Werben für Österreich
In den nächsten sechs Monaten steht im Brüsseler Konferenzzentrum ein leuchtender Kubus, mit dem Österreich sich während der EU-Ratspräsidentschaft als Kulturnation vorstellt. Innen bestückt mit kleinen Bildchen aus verschiedenen Museen, prangt außen übergroß die Reichskrone. Kritisiert wurde der in der Krone manifestierte christlich-imperiale Führungsanspruch. Gemeint allerdings war dieses Bild ganz anders. Fritz Fischer, Direktor der Kaiserlichen Schatzkammer und der Kunstkammer, sieht darin ein „Symbol für die europäische Einheit und für kulturelle Vielfalt“ – ein Zusammenhang, auf den in der Schatzkammer jetzt eine eigene Europa-Tour führt. Sowohl Schatzkammer als auch Kunstkammer gehören zum Kunsthistorischen Museum (KHM). Wurde die Aufstellung der Kunstkammer gerade erst rundum erneuert und didaktisch perfekt erschlossen, dämmert die Kaiserliche Schatzkammer noch im tiefsten Dornröschenschlaf. Zwar kommen jährlich rund 250.000 Besucher. Aber ihr großes Potential liegt brach. Die neue Europa-Tour ist jetzt wie ein kleiner Teaser, der zeigt, wie spannend man mit diesen Schätzen die weitverzweigte, abendländische Geschichte anschaulich erzählen kann.
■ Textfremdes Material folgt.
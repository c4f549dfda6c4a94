//! Run settings shared by estimator front ends.
//!
//! Layers are applied without validation (`from_file`, `apply_env_from`) so a
//! caller can stack defaults, file, environment and flags, then call
//! [`EstimatorConfig::validate`] once on the result.

use crate::error::{Error, Result};
use serde::{Deserialize, Serialize};
use std::{fs, path::Path};

/// Largest integer a TOML document can hold.
pub const MAX_TOML_INT: u64 = i64::MAX as u64;

/// Estimator run settings.
#[derive(Debug, Clone, Serialize, Deserialize, PartialEq)]
#[serde(default)]
pub struct EstimatorConfig {
	/// One of trace, debug, info, warn, error.
	pub log_level: String,
	/// Samples per trial.
	pub samples: u64,
	/// Fixed generator seed. `None` seeds from OS entropy.
	#[serde(skip_serializing_if = "Option::is_none")]
	pub seed: Option<u64>,
	/// Number of estimates averaged into the reported value.
	pub trials: u32,
	/// Samples drawn between two cancellation checks.
	pub chunk_size: u64,
}

impl Default for EstimatorConfig {
	fn default() -> Self {
		Self { log_level: "warn".into(), samples: 1_000_000, seed: None, trials: 1, chunk_size: 65_536 }
	}
}

fn parse_env<T: std::str::FromStr>(key: &str, v: &str) -> Result<T> {
	v.trim().parse().map_err(|_| Error::config(format!("{key}: cannot parse {v:?}")))
}

impl EstimatorConfig {
	/// Parse a TOML file without validating the values.
	pub fn from_file(path: impl AsRef<Path>) -> Result<Self> {
		let data = fs::read_to_string(path)?;
		toml::from_str(&data).map_err(|e| Error::config(format!("toml parse error: {e}")))
	}

	/// Parse and validate a TOML file.
	pub fn load_from_file(path: impl AsRef<Path>) -> Result<Self> {
		let cfg = Self::from_file(path)?;
		cfg.validate()?;
		Ok(cfg)
	}

	/// Validate, then write as TOML.
	pub fn write_to_file(&self, path: impl AsRef<Path>) -> Result<()> {
		self.validate()?;
		let data = toml::to_string_pretty(self).map_err(|e| Error::config(format!("toml serialize error: {e}")))?;
		fs::write(path, data)?;
		Ok(())
	}

	/// Defaults overlaid with the process environment, validated.
	pub fn from_env() -> Result<Self> {
		let mut cfg = Self::default();
		cfg.apply_env()?;
		cfg.validate()?;
		Ok(cfg)
	}

	/// Overlay `MCPI_*` variables from the process environment.
	pub fn apply_env(&mut self) -> Result<()> {
		self.apply_env_from(|key| std::env::var(key).ok())
	}

	/// Overlay `MCPI_*` variables obtained through `lookup`.
	///
	/// Values are parsed but not validated.
	pub fn apply_env_from(&mut self, lookup: impl Fn(&str) -> Option<String>) -> Result<()> {
		if let Some(v) = lookup("MCPI_LOG_LEVEL") { self.log_level = v; }
		if let Some(v) = lookup("MCPI_SAMPLES") { self.samples = parse_env("MCPI_SAMPLES", &v)?; }
		if let Some(v) = lookup("MCPI_SEED") { self.seed = Some(parse_env("MCPI_SEED", &v)?); }
		if let Some(v) = lookup("MCPI_TRIALS") { self.trials = parse_env("MCPI_TRIALS", &v)?; }
		if let Some(v) = lookup("MCPI_CHUNK_SIZE") { self.chunk_size = parse_env("MCPI_CHUNK_SIZE", &v)?; }
		Ok(())
	}

	/// Check value ranges. Integers must also fit in a TOML integer.
	pub fn validate(&self) -> Result<()> {
		let allowed = ["trace","debug","info","warn","error"];
		if !allowed.contains(&self.log_level.as_str()) {
			return Err(Error::config(format!("invalid log_level: {}", self.log_level)));
		}
		if !(1..=MAX_TOML_INT).contains(&self.samples) {
			return Err(Error::config(format!("samples must be in 1..={MAX_TOML_INT}")));
		}
		if self.seed.is_some_and(|s| s > MAX_TOML_INT) {
			return Err(Error::config(format!("seed must be at most {MAX_TOML_INT}")));
		}
		if self.trials == 0 { return Err(Error::config("trials must be positive")); }
		if !(1..=MAX_TOML_INT).contains(&self.chunk_size) {
			return Err(Error::config(format!("chunk_size must be in 1..={MAX_TOML_INT}")));
		}
		Ok(())
	}
}

#[cfg(test)]
mod tests {
	use super::*;
	use std::collections::HashMap;

	#[test]
	fn default_is_valid() {
		EstimatorConfig::default().validate().unwrap();
	}

	#[test]
	fn partial_toml_keeps_defaults() {
		let cfg: EstimatorConfig = toml::from_str("samples = 500\nseed = 9\n").unwrap();
		assert_eq!(cfg.samples, 500);
		assert_eq!(cfg.seed, Some(9));
		assert_eq!(cfg.trials, 1);
		assert_eq!(cfg.log_level, "warn");
	}

	#[test]
	fn rejects_bad_values() {
		let bad = [
			EstimatorConfig { log_level: "loud".into(), ..Default::default() },
			EstimatorConfig { samples: 0, ..Default::default() },
			EstimatorConfig { samples: MAX_TOML_INT + 1, ..Default::default() },
			EstimatorConfig { seed: Some(u64::MAX), ..Default::default() },
			EstimatorConfig { trials: 0, ..Default::default() },
			EstimatorConfig { chunk_size: 0, ..Default::default() },
		];
		for cfg in bad {
			assert!(matches!(cfg.validate(), Err(Error::Config(_))), "{cfg:?}");
		}
	}

	#[test]
	fn largest_toml_seed_accepted() {
		let cfg = EstimatorConfig { seed: Some(MAX_TOML_INT), ..Default::default() };
		cfg.validate().unwrap();
		let back: EstimatorConfig = toml::from_str(&toml::to_string_pretty(&cfg).unwrap()).unwrap();
		assert_eq!(back.seed, Some(MAX_TOML_INT));
	}

	#[test]
	fn env_overlay_is_not_validated() {
		let env: HashMap<&str, &str> = [("MCPI_SAMPLES", "0"), ("MCPI_SEED", "3")].into_iter().collect();
		let mut cfg = EstimatorConfig::default();
		cfg.apply_env_from(|k| env.get(k).map(|v| v.to_string())).unwrap();
		assert_eq!(cfg.samples, 0);
		assert_eq!(cfg.seed, Some(3));
		assert!(cfg.validate().is_err());
	}

	#[test]
	fn unparsable_env_value_rejected() {
		let mut cfg = EstimatorConfig::default();
		let res = cfg.apply_env_from(|k| (k == "MCPI_TRIALS").then(|| "lots".to_string()));
		assert!(matches!(res, Err(Error::Config(_))));
	}
}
Geschichte des Abendlands in der Schatzkammer
Der Parcours führt zum Krönungsmantel von 1133/34, den arabische Handwerker für den sizilianischen König Roger II in Palermo fertigten; zu einem Reliquiar von 1597, dessen Inschriften von europäischer Heiratspolitik und diplomatischem Geschenkaustausch erzählen; zu heraldischen Wandbehänge voller Wappen aus dem 16. Jahrhundert; zur Krone Stefan Bocskais, des vom osmanischen Sultans eingesetzten Königs von Ungarn (um 1605); zur in Prag gefertigten Rudolfinischen Kaiserkrone plus Zepter und Reichsapfel und zu Albrecht Dürers Portrait Karl des Großen, „der Vater Europas“, wie es heißt. Es ist nur eine Kopie, aber wie die anderen Objekte spiegelt es die kulturelle Vielfalt und mannigfaltigen Einflüsse in Europa wider. Und mitten drin in Raum 11 steht der größte Schatz, die Reichskrone.
Reichskrone, Symbol für Europa?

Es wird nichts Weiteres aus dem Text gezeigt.